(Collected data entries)

◆ ◆ ◆

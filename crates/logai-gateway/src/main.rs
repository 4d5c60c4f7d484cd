mod api;
mod cli;
mod config;
mod logging;
mod provider;

use std::sync::Arc;

use anyhow::{Context, Result};
use logai_core::{TriageEngine, shared};
use logai_storage::Database;
use tracing::info;

use crate::api::AppState;
use crate::config::GatewayConfig;
use crate::provider::ConfiguredProvider;

#[tokio::main]
async fn main() {
    if let Err(e) = run().await {
        eprintln!("Error: {:#}", e);
        std::process::exit(1);
    }
}

async fn run() -> Result<()> {
    let args: Vec<String> = std::env::args().skip(1).collect();
    let args = cli::parse_args(&args)?;
    if args.help {
        println!("{}", cli::USAGE);
        return Ok(());
    }

    let config = GatewayConfig::load(&args)?;
    let log_tx = logging::init(&config.logging)?;

    let db_path = config.database_path();
    if let Some(parent) = db_path.parent() {
        std::fs::create_dir_all(parent)
            .with_context(|| format!("creating database directory {}", parent.display()))?;
    }
    let db = shared(
        Database::open(&db_path)
            .with_context(|| format!("opening database {}", db_path.display()))?,
    );
    info!("Database ready at {}", db_path.display());

    let provider = Arc::new(ConfiguredProvider::new(config.triage.llm.clone(), db.clone())?);
    let engine = Arc::new(TriageEngine::new(db, config.triage.clone(), provider));
    let state = AppState { engine, log_tx };

    api::serve(state, &config.server.host, config.server.port).await
}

◆ ◆ ◆

Work order | Wherever the word "await" appears in the entries above, copy that line.

Response for this exercise |
    if let Err(e) = run().await {
    api::serve(state, &config.server.host, config.server.port).await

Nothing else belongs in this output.